Taking a tour is not chickening out, or giving up your independence. I used to be the kind of traveller who was dead set on doing it all on her own and I ended up wasting so much time struggling to get from A to B, having bad meals because I didn’t know what the best local places to eat were, and all in all not enjoying my trips as much as I could have because they were filled with frustrating moments. I also found some attractions underwhelming because I had no one to bring them alive for me and tell me about their fascinating stories. Even if you want to travel slowly, you can take day tours or short tours along the way and I can guarantee that you’ll have a better travel experience.
I can honestly say that I have photos I love from every single place I have visited. I travel with a small compact camera as I don’t like the idea of travelling with 2 kg of gear, and this is absolutely perfect to capture detail and unique travel moments while being very discreet.

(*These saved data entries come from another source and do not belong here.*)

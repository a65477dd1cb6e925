//! Tests for concurrent use
//!
//! Formulas share immutable subtrees through `Arc` and checkers carry no state
//! besides their configuration, so checks on different threads need no
//! synchronisation.

use propositions::{Checker, Formula};
use std::sync::Arc;
use std::thread;

#[test]
fn test_formula_is_send_and_sync() {
    fn assert_send_sync<T: Send + Sync>() {}
    assert_send_sync::<Formula>();
    assert_send_sync::<Checker>();
}

#[test]
fn test_concurrent_checks() {
    let handles: Vec<_> = (0..4)
        .map(|i| {
            thread::spawn(move || {
                let p = Formula::variable(&format!("p{}", i));
                let q = Formula::variable(&format!("q{}", i));
                let f = p.or(&q).or(&p.not().and(&q.not()));
                Checker::new().is_valid(&f).expect("check failed")
            })
        })
        .collect();

    let results: Vec<bool> = handles
        .into_iter()
        .map(|h| h.join().expect("Thread panicked"))
        .collect();

    assert_eq!(results, vec![true; 4]);
}

#[test]
fn test_shared_formula_across_threads() {
    // Every thread normalises the same tree; none may observe a change to it
    let shared = Arc::new(Formula::parse("~((p -> q) * (q -> r)) + (p -> r)").unwrap());
    let checker = Arc::new(Checker::new());
    let original = shared.to_string();

    let handles: Vec<_> = (0..8)
        .map(|_| {
            let shared = Arc::clone(&shared);
            let checker = Arc::clone(&checker);
            thread::spawn(move || {
                let cnf = checker.normalize(&shared).expect("normalise failed");
                let valid = checker.is_valid(&shared).expect("check failed");
                (cnf.to_string(), valid)
            })
        })
        .collect();

    let results: Vec<(String, bool)> = handles
        .into_iter()
        .map(|h| h.join().expect("Thread panicked"))
        .collect();

    // Same answer everywhere, and the input is untouched
    assert!(results.iter().all(|r| r == &results[0]));
    assert!(results[0].1);
    assert_eq!(shared.to_string(), original);
}
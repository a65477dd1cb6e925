/*!
Targets for the [log] calls made by the library.

No logger is installed by the library itself; the `propositions` binary sets up
`env_logger`, so e.g. `RUST_LOG=cnf=trace` shows distribution steps.
*/

/// Targets to be used within a [log]! macro.
pub mod targets {
    /// Logs related to [negation normal form](crate::normal_form::nnf)
    pub const NNF: &str = "nnf";

    /// Logs related to [conjunctive normal form](crate::normal_form::cnf)
    pub const CNF: &str = "cnf";

    /// Logs related to the [tautology check](crate::validity)
    pub const VALIDITY: &str = "validity";

    /// Logs related to [arguments](crate::argument)
    pub const ARGUMENT: &str = "argument";
}
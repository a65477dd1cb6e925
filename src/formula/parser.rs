//! Parsing support for formulas

use super::error::FormulaParseError;
use super::Formula;
use lalrpop_util::ParseError;
use std::str::FromStr;
use std::sync::Arc;

// Lalrpop-generated parser module (generated in OUT_DIR at build time)
#[allow(clippy::all)]
mod parser_impl {
    #![allow(clippy::all)]
    #![allow(dead_code)]
    #![allow(unused_variables)]
    #![allow(unused_imports)]
    #![allow(non_snake_case)]
    #![allow(non_camel_case_types)]
    #![allow(non_upper_case_globals)]
    include!(concat!(env!("OUT_DIR"), "/formula/formula_grammar.rs"));
}

impl Formula {
    /// Parse a formula from a string
    ///
    /// Supports:
    /// - `~` or `!` for NOT
    /// - `*` or `&` for AND
    /// - `+` or `|` for OR
    /// - `->` for implication (right associative, encoded as `~a + b`)
    /// - Parentheses for grouping
    /// - Atom names matching `[A-Za-z_][A-Za-z0-9_']*`
    ///
    /// # Errors
    ///
    /// ```
    /// use propositions::Formula;
    ///
    /// let err = Formula::parse("p * (q +").unwrap_err();
    /// assert_eq!(err.position(), 8);
    /// assert!(err.expected().iter().any(|t| t == "atom"));
    /// ```
    pub fn parse(input: &str) -> Result<Self, FormulaParseError> {
        parser_impl::ExprParser::new()
            .parse(input)
            .map_err(|e| parse_error(input, e))
    }
}

impl FromStr for Formula {
    type Err = FormulaParseError;

    fn from_str(s: &str) -> Result<Self, Self::Err> {
        Formula::parse(s)
    }
}

fn parse_error<T, E>(input: &str, err: ParseError<usize, T, E>) -> FormulaParseError {
    let input: Arc<str> = Arc::from(input);
    match err {
        ParseError::InvalidToken { location } => FormulaParseError::InvalidCharacter {
            input,
            position: location,
        },
        ParseError::UnrecognizedEof { location, expected } => FormulaParseError::UnexpectedEnd {
            input,
            position: location,
            expected: describe_tokens(expected),
        },
        ParseError::UnrecognizedToken {
            token: (start, _, end),
            expected,
        } => FormulaParseError::UnexpectedToken {
            input,
            span: start..end,
            expected: describe_tokens(expected),
        },
        ParseError::ExtraToken {
            token: (start, _, end),
        } => FormulaParseError::UnexpectedToken {
            input,
            span: start..end,
            expected: Vec::new(),
        },
        // No grammar action is fallible; blame the whole input
        ParseError::User { .. } => FormulaParseError::UnexpectedToken {
            span: 0..input.len(),
            input,
            expected: Vec::new(),
        },
    }
}

/// `"\"*\""` becomes `*`; the atom-name regex becomes `atom`
fn describe_tokens(expected: Vec<String>) -> Vec<String> {
    let mut described: Vec<String> = expected
        .into_iter()
        .map(|token| {
            if token.starts_with("r#") {
                "atom".to_string()
            } else {
                token.trim_matches('"').to_string()
            }
        })
        .collect();
    described.sort();
    described.dedup();
    described
}
//! # Propositions
//!
//! Propositional formulas as expression trees, with negation normal form,
//! conjunctive normal form and a clause-based tautology check.
//!
//! ## Overview
//!
//! The decision pipeline is:
//!
//! 1. Build a [`Formula`] (methods, operators, the [`prop!`] macro or
//!    [`Formula::parse`]).
//! 2. [`to_nnf`] pushes negations down to the atoms.
//! 3. [`to_cnf`] distributes disjunction over conjunction.
//! 4. [`is_valid`] accepts iff every clause of the CNF contains an atom both
//!    plain and negated.
//!
//! Arguments are checked by reducing them to one formula: the conjunction of
//! the premises implies the conclusion.
//!
//! ```
//! use propositions::{check_argument, is_sound, is_valid, parse_assignment, prop, Formula};
//!
//! # fn main() -> std::io::Result<()> {
//! let p = Formula::variable("p");
//! let q = Formula::variable("q");
//!
//! // Excluded middle over a disjunction
//! assert!(is_valid(&prop!((p + q) + !p * !q))?);
//!
//! // Modus ponens
//! assert!(check_argument(&[p.clone(), prop!(p -> q)], &q)?);
//!
//! // Valid, but the premise is false under p=false
//! let assignment = parse_assignment("p=false")?;
//! assert!(!is_sound(&[p.clone()], &prop!(p + q), &assignment)?);
//! # Ok(())
//! # }
//! ```
//!
//! ## Limits
//!
//! CNF conversion by distribution is exponential in the worst case. Every
//! transform runs under a [`NormalFormConfig`] bounding recursion depth and
//! created nodes; exceeding either yields [`LogicError::ResourceExhausted`]
//! rather than a stack overflow. Use a [`Checker`] to pick limits other than
//! the defaults.
//!
//! ## Thread Safety
//!
//! Formulas are immutable and share subtrees through `Arc`, so they are
//! `Send + Sync`. Nothing in the crate holds global state; checks on different
//! threads need no coordination.

// Lets the `prop!` macro expand to `::propositions::...` inside this crate too
extern crate self as propositions;

pub mod argument;
pub mod checker;
pub mod error;
pub mod formula;
pub mod logging;
pub mod normal_form;
pub mod validity;

pub use argument::{parse_assignment, Argument};
pub use checker::Checker;
pub use error::{LogicError, Resource};
pub use formula::{Assignment, Connective, Formula, FormulaNode, FormulaParseError};
pub use normal_form::{Clause, NormalFormConfig};
pub use propositions_macros::prop;

/// Negation normal form of `formula`, with default limits
pub fn to_nnf(formula: &Formula) -> Result<Formula, LogicError> {
    Checker::new().to_nnf(formula)
}

/// Conjunctive normal form of an NNF formula, with default limits
pub fn to_cnf(formula: &Formula) -> Result<Formula, LogicError> {
    Checker::new().to_cnf(formula)
}

/// Whether `formula` is a tautology, with default limits
pub fn is_valid(formula: &Formula) -> Result<bool, LogicError> {
    Checker::new().is_valid(formula)
}

/// Whether `premises` entail `conclusion`, with default limits
pub fn check_argument(premises: &[Formula], conclusion: &Formula) -> Result<bool, LogicError> {
    Checker::new().check_argument(premises, conclusion)
}

/// Whether the argument is valid and all premises hold under `assignment`
pub fn is_sound(
    premises: &[Formula],
    conclusion: &Formula,
    assignment: &Assignment,
) -> Result<bool, LogicError> {
    Checker::new().is_sound(premises, conclusion, assignment)
}
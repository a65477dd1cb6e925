//! Direct evaluation and truth-table checks for formulas

use super::{Connective, Formula, MIN_STACK_RED_ZONE, STACK_GROWTH_SIZE};
use crate::error::{LogicError, Resource};
use std::collections::HashMap;
use std::sync::Arc;

/// A truth assignment from atom names to values
pub type Assignment = HashMap<Arc<str>, bool>;

/// Largest number of atoms the truth-table methods will enumerate
pub const MAX_TRUTH_TABLE_ATOMS: usize = 20;

impl Formula {
    /// Evaluate the formula under an assignment, without normalising it first
    ///
    /// Every atom of the formula must be assigned; a missing atom is reported as
    /// [`LogicError::UndefinedAtom`] rather than defaulted.
    ///
    /// # Examples
    ///
    /// ```
    /// use propositions::{Assignment, Formula};
    /// use std::sync::Arc;
    ///
    /// let p = Formula::variable("p");
    /// let q = Formula::variable("q");
    /// let f = p.implies(&q);
    ///
    /// let mut assignment = Assignment::new();
    /// assignment.insert(Arc::from("p"), true);
    /// assignment.insert(Arc::from("q"), false);
    /// assert_eq!(f.evaluate(&assignment).unwrap(), false);
    ///
    /// assignment.remove("q");
    /// assert!(f.evaluate(&assignment).is_err());
    /// ```
    pub fn evaluate(&self, assignment: &Assignment) -> Result<bool, LogicError> {
        stacker::maybe_grow(MIN_STACK_RED_ZONE, STACK_GROWTH_SIZE, || {
            self.evaluate_impl(assignment)
        })
    }

    fn evaluate_impl(&self, assignment: &Assignment) -> Result<bool, LogicError> {
        match self {
            Formula::Variable(name) => {
                assignment
                    .get(name)
                    .copied()
                    .ok_or_else(|| LogicError::UndefinedAtom {
                        name: Arc::clone(name),
                    })
            }
            Formula::Not(inner) => Ok(!inner.evaluate(assignment)?),
            Formula::Connective(Connective::And, left, right) => {
                Ok(left.evaluate(assignment)? && right.evaluate(assignment)?)
            }
            Formula::Connective(Connective::Or, left, right) => {
                Ok(left.evaluate(assignment)? || right.evaluate(assignment)?)
            }
        }
    }

    /// Decide validity by evaluating every assignment to the formula's atoms
    ///
    /// Exponential in the number of atoms; formulas with more than
    /// [`MAX_TRUTH_TABLE_ATOMS`] atoms are refused. The clause-based
    /// [`Checker::is_valid`](crate::Checker::is_valid) is the primary decision
    /// procedure, this one exists to cross-check it.
    pub fn is_tautology_by_truth_table(&self) -> Result<bool, LogicError> {
        let atoms: Vec<Arc<str>> = self.atoms().into_iter().collect();
        for assignment in all_assignments(&atoms)? {
            if !self.evaluate(&assignment)? {
                return Ok(false);
            }
        }
        Ok(true)
    }

    /// Check whether two formulas agree under every assignment to their atoms
    ///
    /// # Examples
    ///
    /// ```
    /// use propositions::Formula;
    ///
    /// let p = Formula::variable("p");
    /// let q = Formula::variable("q");
    ///
    /// // De Morgan
    /// let lhs = p.and(&q).not();
    /// let rhs = p.not().or(&q.not());
    /// assert!(lhs.equivalent_to(&rhs).unwrap());
    /// ```
    pub fn equivalent_to(&self, other: &Formula) -> Result<bool, LogicError> {
        let mut atoms = self.atoms();
        atoms.extend(other.atoms());
        let atoms: Vec<Arc<str>> = atoms.into_iter().collect();

        for assignment in all_assignments(&atoms)? {
            if self.evaluate(&assignment)? != other.evaluate(&assignment)? {
                return Ok(false);
            }
        }
        Ok(true)
    }
}

/// Every assignment over `atoms`, in binary counting order
fn all_assignments(atoms: &[Arc<str>]) -> Result<impl Iterator<Item = Assignment> + '_, LogicError> {
    if atoms.len() > MAX_TRUTH_TABLE_ATOMS {
        return Err(LogicError::ResourceExhausted {
            resource: Resource::Atoms,
            limit: MAX_TRUTH_TABLE_ATOMS,
        });
    }

    let rows: u64 = 1 << atoms.len();
    Ok((0..rows).map(move |row| {
        atoms
            .iter()
            .enumerate()
            .map(|(i, atom)| (Arc::clone(atom), row & (1 << i) != 0))
            .collect()
    }))
}
fn main() {
    // Compile lalrpop grammar files
    lalrpop::process_root().unwrap();
}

One of my favourite overseas meals was a proper Korean Barbeque with local Soju and friends, by the end of which every bit of me smelt of grilled meat. Another was a crispy, delicious Vietnamese pancake eaten in Can Tho – I was touched when the local restaurant owner, seeing my confused look at the pile of fresh herbs, pancake and mince in front of me, proceeded to put a mouthful together for me with a big smile of on her face. She then handed me a small parcel of food made of around 10 different herb leaves, wrapped around crispy egg pancake and spicy minced meat, and it was one of the most heavenly things I’ve ever tasted.
My travel style is slow, in depth, not too focused on seeing the main sites if I have the opportunity to visit lesser known gems and VERY food-centred.
My next trip will be to Japan! I am thrilled to be finally visiting the country which has been at the top of my travel bucket list for years in April for 3 weeks.